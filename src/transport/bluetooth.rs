//! Bluetooth serial transport layer
//!
//! Messages on this path arrive pre-framed by the serial bridge (one per
//! line), so no start/end marker decoding is applied.

use crate::transport::serial::{SerialDevice, SerialDeviceBridge};
use crate::transport::traits::{TransportConnector, TransportLink};
use crate::transport::TransportError;
use async_trait::async_trait;
use singularity_shared::{protocol, ConnectionTarget, DeviceSignature, PeerHandle, TransportKind};
use std::sync::atomic::{AtomicU64, Ordering};
use std::sync::Arc;
use std::time::Duration;
use tokio::sync::mpsc;
use tokio::time::timeout;
use tracing::warn;

/// Link to one open Bluetooth serial device
pub struct BluetoothLink {
    peer: PeerHandle,
    signature: DeviceSignature,
    device: Arc<SerialDevice>,
    bridge: Arc<dyn SerialDeviceBridge>,
    write_timeout: Duration,
}

impl BluetoothLink {
    /// The device this link talks to
    pub fn signature(&self) -> &DeviceSignature {
        &self.signature
    }

    /// Take the pushed message stream (see [`SerialDevice::take_messages`])
    pub fn take_messages(&self) -> Option<mpsc::UnboundedReceiver<String>> {
        self.device.take_messages()
    }
}

#[async_trait]
impl TransportLink for BluetoothLink {
    fn peer(&self) -> &PeerHandle {
        &self.peer
    }

    async fn send(&self, payload: &str) -> Result<(), TransportError> {
        match timeout(self.write_timeout, self.device.send_message(payload)).await {
            Ok(result) => result.map_err(|e| TransportError::SendFailed(format!("{:#}", e))),
            Err(_) => {
                warn!(
                    "[BT] Write to {} timed out after {:?}",
                    self.signature, self.write_timeout
                );
                Err(TransportError::SendFailed(format!(
                    "timed out after {:?}",
                    self.write_timeout
                )))
            }
        }
    }

    fn is_open(&self) -> bool {
        self.device.is_open()
    }

    async fn close(&self) {
        self.bridge.close_device(&self.signature.mac).await;
        self.device.close().await;
    }
}

/// Bluetooth connector delegating to a serial device bridge
pub struct BluetoothConnector {
    bridge: Arc<dyn SerialDeviceBridge>,
    connect_timeout: Duration,
    write_timeout: Duration,
    peer_ids: AtomicU64,
}

impl BluetoothConnector {
    pub fn new(bridge: Arc<dyn SerialDeviceBridge>) -> Self {
        Self {
            bridge,
            connect_timeout: Duration::from_millis(protocol::CONNECT_TIMEOUT_MS),
            write_timeout: Duration::from_millis(protocol::CONNECT_TIMEOUT_MS),
            peer_ids: AtomicU64::new(0),
        }
    }

    /// Override how long one send may wait on the device
    pub fn with_write_timeout(mut self, write_timeout: Duration) -> Self {
        self.write_timeout = write_timeout;
        self
    }

    /// Override how long a device open may take
    pub fn with_connect_timeout(mut self, connect_timeout: Duration) -> Self {
        self.connect_timeout = connect_timeout;
        self
    }

    /// The underlying bridge
    pub fn bridge(&self) -> &Arc<dyn SerialDeviceBridge> {
        &self.bridge
    }
}

#[async_trait]
impl TransportConnector for BluetoothConnector {
    type Link = BluetoothLink;

    async fn open(&self, target: &ConnectionTarget) -> Result<Self::Link, TransportError> {
        let ConnectionTarget::Bluetooth(signature) = target else {
            return Err(TransportError::ConnectFailed(format!(
                "{} target cannot be opened over Bluetooth",
                target.kind()
            )));
        };

        let device = match timeout(
            self.connect_timeout,
            self.bridge.open_serial_device(&signature.mac),
        )
        .await
        {
            Ok(Ok(device)) => device,
            Ok(Err(e)) => {
                return Err(TransportError::ConnectFailed(format!(
                    "{}: {:#}",
                    self.bridge.name(),
                    e
                )));
            }
            Err(_) => {
                // The bridge may still finish opening; make sure it is released
                self.bridge.close_device(&signature.mac).await;
                return Err(TransportError::ConnectFailed(format!(
                    "{}: timed out after {:?}",
                    signature.mac, self.connect_timeout
                )));
            }
        };

        let id = self.peer_ids.fetch_add(1, Ordering::SeqCst) + 1;
        Ok(BluetoothLink {
            peer: PeerHandle::new(id, TransportKind::Bluetooth, signature.mac.clone()),
            signature: signature.clone(),
            device,
            bridge: self.bridge.clone(),
            write_timeout: self.write_timeout,
        })
    }

    fn name(&self) -> &'static str {
        "Bluetooth"
    }
}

○ ○ ○ ○

## Work instruction
Check each line above for the string "payload" and return those that contain it.

## Exercise result
    async fn send(&self, payload: &str) -> Result<(), TransportError> {
        match timeout(self.write_timeout, self.device.send_message(payload)).await {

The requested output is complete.